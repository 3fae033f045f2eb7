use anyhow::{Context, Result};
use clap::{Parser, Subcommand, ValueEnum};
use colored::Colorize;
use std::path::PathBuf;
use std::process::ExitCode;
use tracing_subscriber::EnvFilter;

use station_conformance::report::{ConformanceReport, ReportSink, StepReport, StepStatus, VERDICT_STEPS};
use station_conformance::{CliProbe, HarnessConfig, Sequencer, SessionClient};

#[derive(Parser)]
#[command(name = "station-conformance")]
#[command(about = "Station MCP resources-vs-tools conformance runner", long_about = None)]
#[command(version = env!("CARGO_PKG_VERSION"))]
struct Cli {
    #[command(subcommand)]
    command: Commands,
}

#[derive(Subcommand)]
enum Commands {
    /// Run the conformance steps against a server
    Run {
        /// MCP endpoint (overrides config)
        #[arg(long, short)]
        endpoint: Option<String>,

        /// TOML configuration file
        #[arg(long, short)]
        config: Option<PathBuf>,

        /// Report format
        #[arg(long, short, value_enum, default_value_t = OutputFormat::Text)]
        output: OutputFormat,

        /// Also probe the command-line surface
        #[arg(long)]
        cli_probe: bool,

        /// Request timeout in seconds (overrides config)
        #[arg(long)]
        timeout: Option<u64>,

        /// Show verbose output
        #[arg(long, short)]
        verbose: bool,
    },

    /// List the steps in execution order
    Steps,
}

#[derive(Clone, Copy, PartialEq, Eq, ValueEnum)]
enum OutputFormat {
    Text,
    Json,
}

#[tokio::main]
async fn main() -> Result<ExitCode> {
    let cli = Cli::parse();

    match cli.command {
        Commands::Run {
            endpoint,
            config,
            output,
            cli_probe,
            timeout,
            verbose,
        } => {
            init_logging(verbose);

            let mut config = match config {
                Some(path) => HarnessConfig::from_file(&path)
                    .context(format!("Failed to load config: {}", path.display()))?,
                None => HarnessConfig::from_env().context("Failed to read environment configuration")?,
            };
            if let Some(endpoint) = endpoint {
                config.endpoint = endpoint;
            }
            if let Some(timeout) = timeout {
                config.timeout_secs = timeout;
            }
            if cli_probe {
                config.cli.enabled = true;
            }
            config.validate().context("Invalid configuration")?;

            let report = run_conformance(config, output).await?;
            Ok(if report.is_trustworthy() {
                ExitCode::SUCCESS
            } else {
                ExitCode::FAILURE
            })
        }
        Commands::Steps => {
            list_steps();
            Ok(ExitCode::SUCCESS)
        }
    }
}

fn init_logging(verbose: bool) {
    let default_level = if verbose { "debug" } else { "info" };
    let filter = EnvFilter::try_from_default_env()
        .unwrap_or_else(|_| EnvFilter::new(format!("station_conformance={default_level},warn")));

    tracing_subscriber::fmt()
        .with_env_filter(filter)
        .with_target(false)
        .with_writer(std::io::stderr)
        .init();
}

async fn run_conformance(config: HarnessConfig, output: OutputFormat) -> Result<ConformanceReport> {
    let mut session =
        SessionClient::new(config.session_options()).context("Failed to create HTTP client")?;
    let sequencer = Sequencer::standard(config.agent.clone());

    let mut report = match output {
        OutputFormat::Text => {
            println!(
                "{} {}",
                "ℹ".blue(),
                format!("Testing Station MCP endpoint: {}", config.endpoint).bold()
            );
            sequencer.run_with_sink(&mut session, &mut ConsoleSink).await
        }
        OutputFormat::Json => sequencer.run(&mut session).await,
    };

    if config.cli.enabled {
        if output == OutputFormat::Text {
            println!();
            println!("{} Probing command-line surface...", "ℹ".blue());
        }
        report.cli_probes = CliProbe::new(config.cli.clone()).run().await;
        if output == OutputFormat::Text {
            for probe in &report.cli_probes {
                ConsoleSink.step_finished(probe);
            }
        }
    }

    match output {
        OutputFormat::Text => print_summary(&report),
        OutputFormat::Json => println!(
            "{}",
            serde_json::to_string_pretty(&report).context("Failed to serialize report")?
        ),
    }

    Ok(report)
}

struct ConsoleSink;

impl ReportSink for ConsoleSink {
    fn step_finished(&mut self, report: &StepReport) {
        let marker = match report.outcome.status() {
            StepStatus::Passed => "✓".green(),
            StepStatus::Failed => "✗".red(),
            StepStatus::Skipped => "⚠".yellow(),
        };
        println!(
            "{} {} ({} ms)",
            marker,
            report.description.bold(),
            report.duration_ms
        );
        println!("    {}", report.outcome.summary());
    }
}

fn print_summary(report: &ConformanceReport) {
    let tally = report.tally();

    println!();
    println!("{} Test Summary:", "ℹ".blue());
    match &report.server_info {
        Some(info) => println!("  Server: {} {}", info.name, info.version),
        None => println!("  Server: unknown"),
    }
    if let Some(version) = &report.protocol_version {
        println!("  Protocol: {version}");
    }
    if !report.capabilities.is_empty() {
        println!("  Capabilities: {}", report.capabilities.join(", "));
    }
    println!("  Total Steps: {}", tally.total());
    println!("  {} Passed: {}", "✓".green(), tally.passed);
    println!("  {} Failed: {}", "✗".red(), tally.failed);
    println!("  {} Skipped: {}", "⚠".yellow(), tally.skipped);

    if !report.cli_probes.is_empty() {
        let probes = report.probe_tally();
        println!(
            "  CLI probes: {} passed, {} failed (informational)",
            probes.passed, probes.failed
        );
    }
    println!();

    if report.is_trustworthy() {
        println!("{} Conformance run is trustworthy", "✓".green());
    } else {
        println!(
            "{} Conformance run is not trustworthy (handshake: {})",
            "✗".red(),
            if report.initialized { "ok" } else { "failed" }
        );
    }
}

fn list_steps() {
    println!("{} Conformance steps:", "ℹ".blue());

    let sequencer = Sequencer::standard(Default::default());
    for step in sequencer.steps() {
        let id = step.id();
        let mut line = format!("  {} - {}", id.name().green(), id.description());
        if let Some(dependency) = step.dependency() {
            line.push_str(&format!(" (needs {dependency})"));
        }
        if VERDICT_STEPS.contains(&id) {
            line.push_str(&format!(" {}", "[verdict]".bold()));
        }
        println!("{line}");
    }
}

# Exercise aim
Copy the entries above exactly, leaving none out.

# Your response
repository 3fae033f045f2eb7
use anyhow::{Context, Result};
use clap::{Parser, Subcommand, ValueEnum};
use colored::Colorize;
use std::path::PathBuf;
use std::process::ExitCode;
use tracing_subscriber::EnvFilter;

use station_conformance::report::{ConformanceReport, ReportSink, StepReport, StepStatus, VERDICT_STEPS};
use station_conformance::{CliProbe, HarnessConfig, Sequencer, SessionClient};

#[derive(Parser)]
#[command(name = "station-conformance")]
#[command(about = "Station MCP resources-vs-tools conformance runner", long_about = None)]
#[command(version = env!("CARGO_PKG_VERSION"))]
struct Cli {
    #[command(subcommand)]
    command: Commands,
}

#[derive(Subcommand)]
enum Commands {
    /// Run the conformance steps against a server
    Run {
        /// MCP endpoint (overrides config)
        #[arg(long, short)]
        endpoint: Option<String>,

        /// TOML configuration file
        #[arg(long, short)]
        config: Option<PathBuf>,

        /// Report format
        #[arg(long, short, value_enum, default_value_t = OutputFormat::Text)]
        output: OutputFormat,

        /// Also probe the command-line surface
        #[arg(long)]
        cli_probe: bool,

        /// Request timeout in seconds (overrides config)
        #[arg(long)]
        timeout: Option<u64>,

        /// Show verbose output
        #[arg(long, short)]
        verbose: bool,
    },

    /// List the steps in execution order
    Steps,
}

#[derive(Clone, Copy, PartialEq, Eq, ValueEnum)]
enum OutputFormat {
    Text,
    Json,
}

#[tokio::main]
async fn main() -> Result<ExitCode> {
    let cli = Cli::parse();

    match cli.command {
        Commands::Run {
            endpoint,
            config,
            output,
            cli_probe,
            timeout,
            verbose,
        } => {
            init_logging(verbose);

            let mut config = match config {
                Some(path) => HarnessConfig::from_file(&path)
                    .context(format!("Failed to load config: {}", path.display()))?,
                None => HarnessConfig::from_env().context("Failed to read environment configuration")?,
            };
            if let Some(endpoint) = endpoint {
                config.endpoint = endpoint;
            }
            if let Some(timeout) = timeout {
                config.timeout_secs = timeout;
            }
            if cli_probe {
                config.cli.enabled = true;
            }
            config.validate().context("Invalid configuration")?;

            let report = run_conformance(config, output).await?;
            Ok(if report.is_trustworthy() {
                ExitCode::SUCCESS
            } else {
                ExitCode::FAILURE
            })
        }
        Commands::Steps => {
            list_steps();
            Ok(ExitCode::SUCCESS)
        }
    }
}

fn init_logging(verbose: bool) {
    let default_level = if verbose { "debug" } else { "info" };
    let filter = EnvFilter::try_from_default_env()
        .unwrap_or_else(|_| EnvFilter::new(format!("station_conformance={default_level},warn")));

    tracing_subscriber::fmt()
        .with_env_filter(filter)
        .with_target(false)
        .with_writer(std::io::stderr)
        .init();
}

async fn run_conformance(config: HarnessConfig, output: OutputFormat) -> Result<ConformanceReport> {
    let mut session =
        SessionClient::new(config.session_options()).context("Failed to create HTTP client")?;
    let sequencer = Sequencer::standard(config.agent.clone());

    let mut report = match output {
        OutputFormat::Text => {
            println!(
                "{} {}",
                "ℹ".blue(),
                format!("Testing Station MCP endpoint: {}", config.endpoint).bold()
            );
            sequencer.run_with_sink(&mut session, &mut ConsoleSink).await
        }
        OutputFormat::Json => sequencer.run(&mut session).await,
    };

    if config.cli.enabled {
        if output == OutputFormat::Text {
            println!();
            println!("{} Probing command-line surface...", "ℹ".blue());
        }
        report.cli_probes = CliProbe::new(config.cli.clone()).run().await;
        if output == OutputFormat::Text {
            for probe in &report.cli_probes {
                ConsoleSink.step_finished(probe);
            }
        }
    }

    match output {
        OutputFormat::Text => print_summary(&report),
        OutputFormat::Json => println!(
            "{}",
            serde_json::to_string_pretty(&report).context("Failed to serialize report")?
        ),
    }

    Ok(report)
}

struct ConsoleSink;

impl ReportSink for ConsoleSink {
    fn step_finished(&mut self, report: &StepReport) {
        let marker = match report.outcome.status() {
            StepStatus::Passed => "✓".green(),
            StepStatus::Failed => "✗".red(),
            StepStatus::Skipped => "⚠".yellow(),
        };
        println!(
            "{} {} ({} ms)",
            marker,
            report.description.bold(),
            report.duration_ms
        );
        println!("    {}", report.outcome.summary());
    }
}

fn print_summary(report: &ConformanceReport) {
    let tally = report.tally();

    println!();
    println!("{} Test Summary:", "ℹ".blue());
    match &report.server_info {
        Some(info) => println!("  Server: {} {}", info.name, info.version),
        None => println!("  Server: unknown"),
    }
    if let Some(version) = &report.protocol_version {
        println!("  Protocol: {version}");
    }
    if !report.capabilities.is_empty() {
        println!("  Capabilities: {}", report.capabilities.join(", "));
    }
    println!("  Total Steps: {}", tally.total());
    println!("  {} Passed: {}", "✓".green(), tally.passed);
    println!("  {} Failed: {}", "✗".red(), tally.failed);
    println!("  {} Skipped: {}", "⚠".yellow(), tally.skipped);

    if !report.cli_probes.is_empty() {
        let probes = report.probe_tally();
        println!(
            "  CLI probes: {} passed, {} failed (informational)",
            probes.passed, probes.failed
        );
    }
    println!();

    if report.is_trustworthy() {
        println!("{} Conformance run is trustworthy", "✓".green());
    } else {
        println!(
            "{} Conformance run is not trustworthy (handshake: {})",
            "✗".red(),
            if report.initialized { "ok" } else { "failed" }
        );
    }
}

fn list_steps() {
    println!("{} Conformance steps:", "ℹ".blue());

    let sequencer = Sequencer::standard(Default::default());
    for step in sequencer.steps() {
        let id = step.id();
        let mut line = format!("  {} - {}", id.name().green(), id.description());
        if let Some(dependency) = step.dependency() {
            line.push_str(&format!(" (needs {dependency})"));
        }
        if VERDICT_STEPS.contains(&id) {
            line.push_str(&format!(" {}", "[verdict]".bold()));
        }
        println!("{line}");
    }
}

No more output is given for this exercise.